In another symptom of how drastically the real estate market has changed in the past three years, lenders have all but stopped making jumbo loans. The credit crunch is one reason the housing recovery of recent months has skewed heavily toward low-cost homes, while properties priced for more than $500,000 can languish on the market for months or years.

Realtor Randy Bianchi of Paradise Properties in West Palm Beach has a $600,000 listing in a gated community that has been on and off the market since 2006. “There’s just no activity,” Bianchi says.

“There’s much more activity in the under-$500,000 category right now than the over-$500,000 market, that’s for sure,” says Scott Agran, head of Lang Realty in Boca Raton.

The trend is the same nationally. Inventories of over-$750,000 homes have soared in the past two years, the National Association of Realtors says.

All of this raises this chicken-and-egg question: Is the high-end housing market so slow because there are so few jumbo loans? Or are there so few jumbo loans because there are so few buyers of high-end homes?
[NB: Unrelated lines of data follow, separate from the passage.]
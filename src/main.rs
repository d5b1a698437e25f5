//! BlogGen Backend - binary entry point
//! Delegates to the library for all app logic.

#[tokio::main]
async fn main() {
    bloggen_backend::run().await;
}
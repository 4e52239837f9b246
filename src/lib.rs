// src/lib.rs

pub mod cli;
pub mod config;
pub mod dispatch;
pub mod engine;
pub mod errors;
pub mod exec;
pub mod logging;
pub mod status;
pub mod types;
pub mod watch;

use std::path::PathBuf;
use std::sync::Arc;

use anyhow::{Context, Result};
use tokio::sync::mpsc;
use tracing::{error, info, warn};

use crate::cli::CliArgs;
use crate::config::{load_and_validate, ConfigFile, DEFAULT_CONFIG_TOML};
use crate::dispatch::Dispatcher;
use crate::engine::{
    activity_channel, shutdown_channel, Debouncer, WatchEvent, WatchRuntime, HANDOFF_CAPACITY,
};
use crate::exec::CommandPublisher;
use crate::status::{build_notifier, emit, Notifier};
use crate::types::{Batch, StatusCode};

/// High-level entry point used by `main.rs`.
///
/// This wires together:
/// - config loading
/// - status notifier
/// - file watcher -> debounce runtime -> dispatcher
/// - Ctrl-C handling
pub async fn run(args: CliArgs) -> Result<()> {
    if args.print_default_config {
        print!("{DEFAULT_CONFIG_TOML}");
        return Ok(());
    }

    let config_path = PathBuf::from(&args.config);
    info!(path = ?config_path, "loading config");
    let cfg = load_and_validate(&config_path)
        .with_context(|| format!("loading config from {}", config_path.display()))?;

    if args.dry_run {
        print_dry_run(&cfg);
        return Ok(());
    }

    let notifier = build_notifier(&cfg.notify);

    if let Some(code) = args.send_status {
        notifier.notify(code).await?;
        return Ok(());
    }

    let (shutdown_trigger, shutdown) = shutdown_channel();
    let (activity, probe) = activity_channel();
    let (events_tx, events_rx) = mpsc::unbounded_channel::<WatchEvent>();
    let (batch_tx, batch_rx) = mpsc::channel::<Batch>(HANDOFF_CAPACITY);

    // Without its event source there is nothing to debounce; fail fast.
    let watcher = watch::spawn_watcher(&cfg.watch, events_tx)
        .with_context(|| format!("watching {}", cfg.watch.root.display()))?;

    let publisher = CommandPublisher::new(cfg.publish.clone());
    let dispatcher = Dispatcher::new(cfg.dispatch.clone(), publisher, notifier.clone(), probe)?;
    let dispatcher_task = tokio::spawn(dispatcher.run(batch_rx, shutdown.clone()));

    // Ctrl-C → graceful shutdown. The trigger stays alive in this scope even
    // if the signal listener fails, since a dropped trigger means shutdown.
    let shutdown_trigger = Arc::new(shutdown_trigger);
    {
        let trigger = Arc::clone(&shutdown_trigger);
        tokio::spawn(async move {
            if let Err(e) = tokio::signal::ctrl_c().await {
                eprintln!("failed to listen for Ctrl+C: {e}");
                return;
            }
            info!("Ctrl-C received; shutting down");
            trigger.trigger();
        });
    }

    emit(&notifier, StatusCode::WaitStart).await;

    let runtime = WatchRuntime::new(
        Debouncer::new(cfg.debounce.gap),
        cfg.debounce.tick,
        events_rx,
        batch_tx,
        notifier.clone(),
        activity,
        shutdown,
    );

    if let Err(err) = runtime.run().await {
        error!(error = %err, "debounce runtime failed");
    }

    // Stop watching; this also closes the event channel.
    drop(watcher);

    // The runtime owned the batch sender, so the dispatcher sees a closed
    // channel once its current batch is done.
    match dispatcher_task.await {
        Ok(Ok(())) => {}
        Ok(Err(err)) => warn!(error = %err, "dispatcher failed"),
        Err(err) => warn!(error = %err, "dispatcher task panicked"),
    }

    drop(shutdown_trigger);
    info!("sharepush exiting");
    Ok(())
}

/// Simple dry-run output: print the effective settings.
fn print_dry_run(cfg: &ConfigFile) {
    println!("sharepush dry-run");
    println!("  watch.root = {}", cfg.watch.root.display());
    println!("  watch.recursive = {}", cfg.watch.recursive);
    if !cfg.watch.exclude.is_empty() {
        println!("  watch.exclude = {:?}", cfg.watch.exclude);
    }
    println!(
        "  debounce: gap = {} ticks, tick = {:?}",
        cfg.debounce.gap, cfg.debounce.tick
    );
    println!("  dispatch.destinations = {:?}", cfg.dispatch.destinations);
    println!(
        "  dispatch delays: pre = {:?}, post = {:?}, tail = {:?}",
        cfg.dispatch.pre_upload_delay, cfg.dispatch.post_upload_delay, cfg.dispatch.tail_delay
    );
    println!(
        "  dispatch.notify_per_file_failure = {}",
        cfg.dispatch.notify_per_file_failure
    );
    println!(
        "  publish: {} -p {} -t {} -u {} (timeout {:?})",
        cfg.publish.program,
        cfg.publish.endpoint,
        cfg.publish.tenant,
        cfg.publish.user,
        cfg.publish.timeout
    );
    println!("  notify.udp = {:?}", cfg.notify.udp);
    println!("  notify.tcp = {:?}", cfg.notify.tcp);
}
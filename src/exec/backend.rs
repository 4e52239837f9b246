// src/exec/backend.rs

//! Pluggable publish backend abstraction.
//!
//! The dispatcher talks to a `PublishBackend` instead of spawning processes
//! itself. Production uses [`CommandPublisher`](super::CommandPublisher);
//! tests provide a fake that records calls and fails on demand.

use std::future::Future;
use std::pin::Pin;

use crate::errors::Result;

/// Future returned by backend operations.
pub type PublishFuture<'a> = Pin<Box<dyn Future<Output = Result<()>> + Send + 'a>>;

/// The two remote operations the workflow needs.
pub trait PublishBackend: Send + Sync {
    /// Upload one file into `destination`.
    fn upload<'a>(&'a self, file: &'a str, destination: &'a str) -> PublishFuture<'a>;

    /// Synchronize `destination` after a batch of uploads.
    fn synchronize<'a>(&'a self, destination: &'a str) -> PublishFuture<'a>;
}
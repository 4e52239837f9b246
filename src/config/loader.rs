// src/config/loader.rs

use std::fs;
use std::path::Path;

use crate::config::model::{ConfigFile, RawConfigFile};
use crate::errors::Result;

/// Sample configuration printed by `--print-default-config`.
pub const DEFAULT_CONFIG_TOML: &str = r#"[watch]
root = "/tmp/foo"
recursive = false
exclude = []

[debounce]
gap = 10
tick = "1s"

[dispatch]
destinations = ["hello", "test"]
pre_upload_delay = "2s"
post_upload_delay = "2s"
tail_delay = "5s"
notify_per_file_failure = false

[publish]
program = "dacli"
endpoint = "10.2.162.110"
tenant = "da"
user = "system"
password = "123456"
metadata = "use=demo"
timeout = "5m"

[notify]
udp = "localhost:1234"
tcp = "localhost:1234"
"#;

/// Load a configuration file and return the raw, unvalidated model.
///
/// Use [`load_and_validate`] unless you need to inspect a config that may be
/// invalid.
pub fn load_from_path(path: impl AsRef<Path>) -> Result<RawConfigFile> {
    let contents = fs::read_to_string(path.as_ref())?;
    load_from_str(&contents)
}

pub fn load_from_str(contents: &str) -> Result<RawConfigFile> {
    let config: RawConfigFile = toml::from_str(contents)?;
    Ok(config)
}

/// Load a configuration file from path, parse durations and check invariants
/// (non-empty destination list, gap >= 1, valid exclude globs, ...).
pub fn load_and_validate(path: impl AsRef<Path>) -> Result<ConfigFile> {
    let raw_config = load_from_path(&path)?;
    let config = ConfigFile::try_from(raw_config)?;
    Ok(config)
}

/// Config file read when `--config` is not given.
pub const DEFAULT_CONFIG_PATH: &str = "/etc/sharepush/sharepush.toml";

#[cfg(test)]
mod tests {
    use std::time::Duration;

    use super::*;

    #[test]
    fn default_config_is_valid() {
        let raw = load_from_str(DEFAULT_CONFIG_TOML).unwrap();
        let cfg = ConfigFile::try_from(raw).unwrap();

        assert_eq!(cfg.debounce.gap, 10);
        assert_eq!(cfg.debounce.tick, Duration::from_secs(1));
        assert_eq!(cfg.dispatch.destinations, vec!["hello", "test"]);
        assert_eq!(cfg.publish.timeout, Duration::from_secs(300));
        assert_eq!(cfg.notify.udp.as_deref(), Some("localhost:1234"));
    }
}
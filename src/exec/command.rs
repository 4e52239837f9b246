// src/exec/command.rs

use std::process::Stdio;

use anyhow::Context;
use tokio::process::Command;
use tokio::time::timeout;
use tracing::{debug, info, warn};

use crate::config::PublishSettings;
use crate::errors::{Result, SharepushError};
use crate::exec::backend::{PublishBackend, PublishFuture};

const REDACTED: &str = "******";

/// Runs the external publish CLI (`dacli` by default).
///
/// Upload:
/// `putObject -p <endpoint> -t <tenant> -u <user> -P <password> -c <container>
///  -f <file> -o <file> --xdata <metadata>`
///
/// Synchronize:
/// `sync -p <endpoint> -t <tenant> -u <user> -P <password> -c <container> --sync`
///
/// Only the exit status matters; stdout is logged, never parsed.
#[derive(Debug, Clone)]
pub struct CommandPublisher {
    settings: PublishSettings,
}

impl CommandPublisher {
    pub fn new(settings: PublishSettings) -> Self {
        Self { settings }
    }

    /// Arguments for uploading `file` into `container`.
    pub fn upload_args(&self, file: &str, container: &str) -> Vec<String> {
        let mut args = vec!["putObject".to_string()];
        args.extend(self.common_args(container));
        args.extend(
            [
                "-f",
                file,
                "-o",
                file,
                "--xdata",
                self.settings.metadata.as_str(),
            ]
            .map(String::from),
        );
        args
    }

    /// Arguments for synchronizing `container`.
    pub fn sync_args(&self, container: &str) -> Vec<String> {
        let mut args = vec!["sync".to_string()];
        args.extend(self.common_args(container));
        args.push("--sync".to_string());
        args
    }

    fn common_args(&self, container: &str) -> Vec<String> {
        let s = &self.settings;
        [
            "-p",
            s.endpoint.as_str(),
            "-t",
            s.tenant.as_str(),
            "-u",
            s.user.as_str(),
            "-P",
            s.password.as_str(),
            "-c",
            container,
        ]
        .map(String::from)
        .to_vec()
    }

    /// Copy of `args` safe to log.
    fn redacted(&self, args: &[String]) -> Vec<String> {
        let mut out = args.to_vec();
        for i in 1..out.len() {
            if out[i - 1] == "-P" {
                out[i] = REDACTED.to_string();
            }
        }
        out
    }

    async fn run(&self, args: Vec<String>) -> Result<()> {
        let program = self.settings.program.as_str();
        info!(cmd = %program, args = ?self.redacted(&args), "running publish command");

        let mut cmd = Command::new(program);
        cmd.args(&args)
            .stdin(Stdio::null())
            .stdout(Stdio::piped())
            .stderr(Stdio::piped())
            .kill_on_drop(true);

        let child = cmd
            .spawn()
            .with_context(|| format!("spawning publish command '{program}'"))?;

        // On timeout the child is dropped, which kills it.
        let output = match timeout(self.settings.timeout, child.wait_with_output()).await {
            Ok(res) => res.with_context(|| format!("waiting for publish command '{program}'"))?,
            Err(_) => {
                return Err(SharepushError::CommandTimedOut {
                    program: program.to_string(),
                    timeout: self.settings.timeout,
                });
            }
        };

        let stdout = String::from_utf8_lossy(&output.stdout);
        if !stdout.trim().is_empty() {
            info!(cmd = %program, "result: {}", stdout.trim_end());
        }
        for line in String::from_utf8_lossy(&output.stderr).lines() {
            debug!(cmd = %program, "stderr: {}", line);
        }

        if output.status.success() {
            Ok(())
        } else {
            let code = output.status.code().unwrap_or(-1);
            warn!(cmd = %program, exit_code = code, "publish command failed");
            Err(SharepushError::CommandFailed {
                program: program.to_string(),
                code,
            })
        }
    }
}

impl PublishBackend for CommandPublisher {
    fn upload<'a>(&'a self, file: &'a str, destination: &'a str) -> PublishFuture<'a> {
        Box::pin(async move {
            info!(file = %file, destination = %destination, "uploading file");
            self.run(self.upload_args(file, destination)).await
        })
    }

    fn synchronize<'a>(&'a self, destination: &'a str) -> PublishFuture<'a> {
        Box::pin(async move {
            info!(destination = %destination, "synchronizing container");
            self.run(self.sync_args(destination)).await
        })
    }
}
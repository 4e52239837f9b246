// src/watch/mod.rs

//! File watching.
//!
//! This module is responsible for:
//! - Wiring up a cross-platform filesystem watcher (`notify`) on the watch
//!   root.
//! - Reducing raw events to created / removed / metadata-changed.
//! - Dropping events for paths matching `[watch].exclude`.
//!
//! It does **not** debounce; that is the engine's job.

pub mod event;
pub mod filter;
pub mod watcher;

pub use event::classify;
pub use filter::ExcludeFilter;
pub use watcher::{spawn_watcher, WatcherHandle};
#![allow(dead_code)]

use std::path::PathBuf;
use std::time::Duration;

use sharepush::config::{
    ConfigFile, DispatchSettings, NotifySection, RawConfigFile, RawDebounceSection,
    RawDispatchSection, RawPublishSection, WatchSection,
};

/// Builder for `ConfigFile` to simplify test setup.
///
/// Starts from a valid config with two destinations and zero delays.
pub struct ConfigFileBuilder {
    config: RawConfigFile,
}

impl ConfigFileBuilder {
    pub fn new() -> Self {
        Self {
            config: RawConfigFile {
                watch: WatchSection {
                    root: PathBuf::from("/tmp/sharepush-test"),
                    recursive: false,
                    exclude: Vec::new(),
                },
                debounce: RawDebounceSection {
                    gap: 3,
                    tick: "1s".to_string(),
                },
                dispatch: RawDispatchSection {
                    destinations: vec!["hello".to_string(), "test".to_string()],
                    pre_upload_delay: "0ms".to_string(),
                    post_upload_delay: "0ms".to_string(),
                    tail_delay: "0ms".to_string(),
                    notify_per_file_failure: false,
                },
                publish: RawPublishSection {
                    program: "dacli".to_string(),
                    endpoint: "127.0.0.1".to_string(),
                    tenant: "da".to_string(),
                    user: "system".to_string(),
                    password: "secret".to_string(),
                    metadata: "use=demo".to_string(),
                    timeout: "5s".to_string(),
                },
                notify: NotifySection::default(),
            },
        }
    }

    pub fn with_root(mut self, root: impl Into<PathBuf>) -> Self {
        self.config.watch.root = root.into();
        self
    }

    pub fn with_exclude(mut self, pattern: &str) -> Self {
        self.config.watch.exclude.push(pattern.to_string());
        self
    }

    pub fn with_gap(mut self, gap: u64) -> Self {
        self.config.debounce.gap = gap;
        self
    }

    pub fn with_tick(mut self, tick: &str) -> Self {
        self.config.debounce.tick = tick.to_string();
        self
    }

    pub fn with_destinations(mut self, destinations: &[&str]) -> Self {
        self.config.dispatch.destinations = destinations.iter().map(|d| d.to_string()).collect();
        self
    }

    pub fn with_tail_delay(mut self, delay: &str) -> Self {
        self.config.dispatch.tail_delay = delay.to_string();
        self
    }

    pub fn with_per_file_failure_notifications(mut self, on: bool) -> Self {
        self.config.dispatch.notify_per_file_failure = on;
        self
    }

    pub fn with_udp(mut self, addr: &str) -> Self {
        self.config.notify.udp = Some(addr.to_string());
        self
    }

    pub fn raw(self) -> RawConfigFile {
        self.config
    }

    pub fn build(self) -> ConfigFile {
        ConfigFile::try_from(self.config).expect("Failed to build valid config from builder")
    }
}

impl Default for ConfigFileBuilder {
    fn default() -> Self {
        Self::new()
    }
}

/// Dispatch settings with the given destinations and no delays.
pub fn instant_dispatch(destinations: &[&str]) -> DispatchSettings {
    DispatchSettings {
        destinations: destinations.iter().map(|d| d.to_string()).collect(),
        pre_upload_delay: Duration::ZERO,
        post_upload_delay: Duration::ZERO,
        tail_delay: Duration::ZERO,
        notify_per_file_failure: false,
    }
}
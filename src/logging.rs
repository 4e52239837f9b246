// src/logging.rs

//! Logging setup for `sharepush` using `tracing` + `tracing-subscriber`.
//!
//! Priority for determining the log level:
//! 1. `--log-level` CLI flag (if provided)
//! 2. `SHAREPUSH_LOG` environment variable (e.g. "info", "debug")
//! 3. default to `info`
//!
//! Logs go to STDERR, tagged with source file and line.

use anyhow::Result;
use tracing_subscriber::fmt;

use crate::cli::LogLevel;

pub const LOG_ENV_VAR: &str = "SHAREPUSH_LOG";

/// Initialise global logging subscriber.
///
/// Safe to call once at startup.
pub fn init_logging(cli_level: Option<LogLevel>) -> Result<()> {
    let level = match cli_level {
        Some(lvl) => level_from_log_level(lvl),
        None => std::env::var(LOG_ENV_VAR)
            .ok()
            .and_then(|s| parse_level_str(&s))
            .unwrap_or(tracing::Level::INFO),
    };

    fmt()
        .with_max_level(level)
        .with_target(true)
        .with_file(true)
        .with_line_number(true)
        .with_thread_ids(false)
        .with_thread_names(false)
        .with_writer(std::io::stderr)
        .try_init()
        .map_err(|e| anyhow::anyhow!("failed to install log subscriber: {e}"))?;

    Ok(())
}

fn level_from_log_level(lvl: LogLevel) -> tracing::Level {
    match lvl {
        LogLevel::Error => tracing::Level::ERROR,
        LogLevel::Warn => tracing::Level::WARN,
        LogLevel::Info => tracing::Level::INFO,
        LogLevel::Debug => tracing::Level::DEBUG,
        LogLevel::Trace => tracing::Level::TRACE,
    }
}

fn parse_level_str(s: &str) -> Option<tracing::Level> {
    match s.trim().to_lowercase().as_str() {
        "error" => Some(tracing::Level::ERROR),
        "warn" | "warning" => Some(tracing::Level::WARN),
        "info" => Some(tracing::Level::INFO),
        "debug" => Some(tracing::Level::DEBUG),
        "trace" => Some(tracing::Level::TRACE),
        _ => None,
    }
}
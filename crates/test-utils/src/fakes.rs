use std::collections::HashSet;
use std::future::Future;
use std::pin::Pin;
use std::sync::{Arc, Mutex};

use sharepush::errors::{Result, SharepushError};
use sharepush::exec::{PublishBackend, PublishFuture};
use sharepush::status::Notifier;
use sharepush::types::StatusCode;

/// A notifier that records every status code in emission order.
///
/// Clones share the same log, so a test can keep one clone and hand the
/// other to the component under test.
#[derive(Debug, Clone, Default)]
pub struct RecordingNotifier {
    sent: Arc<Mutex<Vec<StatusCode>>>,
}

impl RecordingNotifier {
    pub fn new() -> Self {
        Self::default()
    }

    pub fn codes(&self) -> Vec<StatusCode> {
        self.sent.lock().unwrap().clone()
    }
}

impl Notifier for RecordingNotifier {
    fn notify(&self, code: StatusCode) -> Pin<Box<dyn Future<Output = Result<()>> + Send + '_>> {
        self.sent.lock().unwrap().push(code);
        Box::pin(async { Ok(()) })
    }
}

/// One recorded call on the fake publisher.
#[derive(Debug, Clone, PartialEq, Eq)]
pub enum PublishCall {
    Upload { file: String, destination: String },
    Sync { destination: String },
}

/// A publish backend that records calls and fails on demand.
#[derive(Debug, Clone, Default)]
pub struct FakePublisher {
    calls: Arc<Mutex<Vec<PublishCall>>>,
    failing_files: Arc<Mutex<HashSet<String>>>,
    failing_sync: Arc<Mutex<bool>>,
}

impl FakePublisher {
    pub fn new() -> Self {
        Self::default()
    }

    /// Make uploads of `file` fail.
    pub fn fail_upload_of(&self, file: &str) {
        self.failing_files.lock().unwrap().insert(file.to_string());
    }

    /// Make every synchronize call fail (or succeed again).
    pub fn fail_sync(&self, fail: bool) {
        *self.failing_sync.lock().unwrap() = fail;
    }

    pub fn calls(&self) -> Vec<PublishCall> {
        self.calls.lock().unwrap().clone()
    }

    /// Destinations passed to `synchronize`, in call order.
    pub fn synced_destinations(&self) -> Vec<String> {
        self.calls()
            .into_iter()
            .filter_map(|c| match c {
                PublishCall::Sync { destination } => Some(destination),
                PublishCall::Upload { .. } => None,
            })
            .collect()
    }

    /// Files passed to `upload`, in call order.
    pub fn uploaded_files(&self) -> Vec<String> {
        self.calls()
            .into_iter()
            .filter_map(|c| match c {
                PublishCall::Upload { file, .. } => Some(file),
                PublishCall::Sync { .. } => None,
            })
            .collect()
    }
}

fn fake_failure(program: &str) -> SharepushError {
    SharepushError::CommandFailed {
        program: program.to_string(),
        code: 1,
    }
}

impl PublishBackend for FakePublisher {
    fn upload<'a>(&'a self, file: &'a str, destination: &'a str) -> PublishFuture<'a> {
        self.calls.lock().unwrap().push(PublishCall::Upload {
            file: file.to_string(),
            destination: destination.to_string(),
        });
        let fail = self.failing_files.lock().unwrap().contains(file);
        Box::pin(async move {
            if fail {
                Err(fake_failure("fake-upload"))
            } else {
                Ok(())
            }
        })
    }

    fn synchronize<'a>(&'a self, destination: &'a str) -> PublishFuture<'a> {
        self.calls.lock().unwrap().push(PublishCall::Sync {
            destination: destination.to_string(),
        });
        let fail = *self.failing_sync.lock().unwrap();
        Box::pin(async move {
            if fail {
                Err(fake_failure("fake-sync"))
            } else {
                Ok(())
            }
        })
    }
}
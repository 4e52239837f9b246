// src/watch/filter.rs

use std::fmt;
use std::path::{Path, PathBuf};

use globset::{Glob, GlobSet, GlobSetBuilder};

use crate::errors::Result;

/// Compiled `[watch].exclude` patterns.
///
/// Patterns are matched against the path relative to the watch root (with
/// forward slashes), so `"*.tmp"` and `"**/.~lock*"` behave as expected.
/// Paths outside the root are matched as-is.
#[derive(Clone)]
pub struct ExcludeFilter {
    root: PathBuf,
    patterns: Vec<String>,
    set: GlobSet,
}

impl fmt::Debug for ExcludeFilter {
    fn fmt(&self, f: &mut fmt::Formatter<'_>) -> fmt::Result {
        f.debug_struct("ExcludeFilter")
            .field("root", &self.root)
            .field("patterns", &self.patterns)
            .finish()
    }
}

impl ExcludeFilter {
    pub fn new(root: impl Into<PathBuf>, patterns: &[String]) -> Result<Self> {
        let mut builder = GlobSetBuilder::new();
        for pattern in patterns {
            builder.add(Glob::new(pattern)?);
        }
        Ok(Self {
            root: root.into(),
            patterns: patterns.to_vec(),
            set: builder.build()?,
        })
    }

    pub fn is_empty(&self) -> bool {
        self.patterns.is_empty()
    }

    pub fn is_excluded(&self, path: &Path) -> bool {
        if self.is_empty() {
            return false;
        }
        match path.strip_prefix(&self.root) {
            Ok(rel) => self.set.is_match(rel.to_string_lossy().replace('\\', "/")),
            Err(_) => self.set.is_match(path),
        }
    }
}

#[cfg(test)]
mod tests {
    use super::*;

    fn filter(patterns: &[&str]) -> ExcludeFilter {
        let patterns: Vec<String> = patterns.iter().map(|s| s.to_string()).collect();
        ExcludeFilter::new("/srv/share", &patterns).unwrap()
    }

    #[test]
    fn matches_relative_to_root() {
        let f = filter(&["*.tmp", "**/.~lock*"]);
        assert!(f.is_excluded(Path::new("/srv/share/a.tmp")));
        assert!(f.is_excluded(Path::new("/srv/share/docs/.~lock.report.odt#")));
        assert!(!f.is_excluded(Path::new("/srv/share/report.odt")));
    }

    #[test]
    fn empty_filter_excludes_nothing() {
        let f = filter(&[]);
        assert!(!f.is_excluded(Path::new("/srv/share/a.tmp")));
    }

    #[test]
    fn invalid_pattern_is_rejected() {
        assert!(ExcludeFilter::new("/srv/share", &["a[".to_string()]).is_err());
    }
}
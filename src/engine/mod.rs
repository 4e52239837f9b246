// src/engine/mod.rs

//! Debounce engine for sharepush.
//!
//! This module turns raw watch events into batches:
//! - [`debounce`] holds the pure, synchronous state machine.
//! - [`runtime`] is the async shell reacting to events, ticks and shutdown.
//! - [`activity`] exposes "did anything change lately" to the dispatcher.
//! - [`shutdown`] is the signal both long-lived units stop on.

use crate::types::ChangeEvent;

/// Capacity of the watcher -> dispatcher batch channel.
pub const HANDOFF_CAPACITY: usize = 1;

/// Events flowing from the file watcher into the debounce runtime.
#[derive(Debug, Clone, PartialEq, Eq)]
pub enum WatchEvent {
    /// A relevant change under the watch root.
    Changed(ChangeEvent),
    /// The underlying watch reported an error; the watch itself continues.
    Failed(String),
}

pub mod activity;
pub mod debounce;
pub mod runtime;
pub mod shutdown;

pub use activity::{activity_channel, ActivityMark, ActivityMonitor, ActivityProbe};
pub use debounce::{DebounceCommand, DebounceStep, Debouncer, TICK_SAFETY_BOUND};
pub use runtime::WatchRuntime;
pub use shutdown::{shutdown_channel, ShutdownSignal, ShutdownTrigger};
// src/dispatch/mod.rs

//! Batch dispatcher.
//!
//! Receives one [`Batch`](crate::types::Batch) at a time from the debounce
//! runtime, picks a destination container ([`selector`]) and runs the
//! upload / synchronize / tail workflow ([`workflow`]), reporting progress
//! through the status notifier.

pub mod selector;
pub mod workflow;

pub use selector::DestinationSelector;
pub use workflow::{CycleReport, Dispatcher};
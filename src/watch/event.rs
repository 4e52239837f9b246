// src/watch/event.rs

//! Reduction of raw `notify` events to [`ChangeEvent`]s.

use notify::event::{AccessKind, AccessMode, ModifyKind, RenameMode};
use notify::{Event, EventKind};

use crate::types::{ChangeEvent, ChangeKind};

/// Map one `notify` event to zero or more change events.
///
/// - creation → `Created`
/// - removal → `Removed`
/// - metadata change, or a file closed after writing → `MetadataChanged`
/// - rename: the old name is `Removed`, the new name is `Created`
///
/// Plain data writes and reads are ignored; a file only becomes "settled"
/// through its metadata or close events.
pub fn classify(event: &Event) -> Vec<ChangeEvent> {
    let to_events = |kind: ChangeKind| -> Vec<ChangeEvent> {
        event
            .paths
            .iter()
            .map(|p| ChangeEvent::new(p.to_string_lossy().into_owned(), kind))
            .collect()
    };

    match event.kind {
        EventKind::Create(_) => to_events(ChangeKind::Created),
        EventKind::Remove(_) => to_events(ChangeKind::Removed),
        EventKind::Modify(ModifyKind::Metadata(_)) => to_events(ChangeKind::MetadataChanged),
        EventKind::Access(AccessKind::Close(AccessMode::Write)) => {
            to_events(ChangeKind::MetadataChanged)
        }
        EventKind::Modify(ModifyKind::Name(RenameMode::From)) => to_events(ChangeKind::Removed),
        EventKind::Modify(ModifyKind::Name(RenameMode::To)) => to_events(ChangeKind::Created),
        EventKind::Modify(ModifyKind::Name(RenameMode::Both)) => {
            let mut out = Vec::new();
            if let Some(from) = event.paths.first() {
                out.push(ChangeEvent::removed(from.to_string_lossy().into_owned()));
            }
            if let Some(to) = event.paths.get(1) {
                out.push(ChangeEvent::created(to.to_string_lossy().into_owned()));
            }
            out
        }
        _ => Vec::new(),
    }
}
Dennis S. Hudson III, head of Seacoast National Bank in Stuart, says the jumbo credit crunch is only part of the problem.

“A far larger issue is lack of buyers,” Hudson says. “The folks who have been hit hardest in many ways are wealthier folks.”

But the National Association of Realtors sees the lack of jumbo loans as a significant obstacle to high-end sales.

“The jumbo loan problem has been hindering that market,” says association Chief Economist Lawrence Yun.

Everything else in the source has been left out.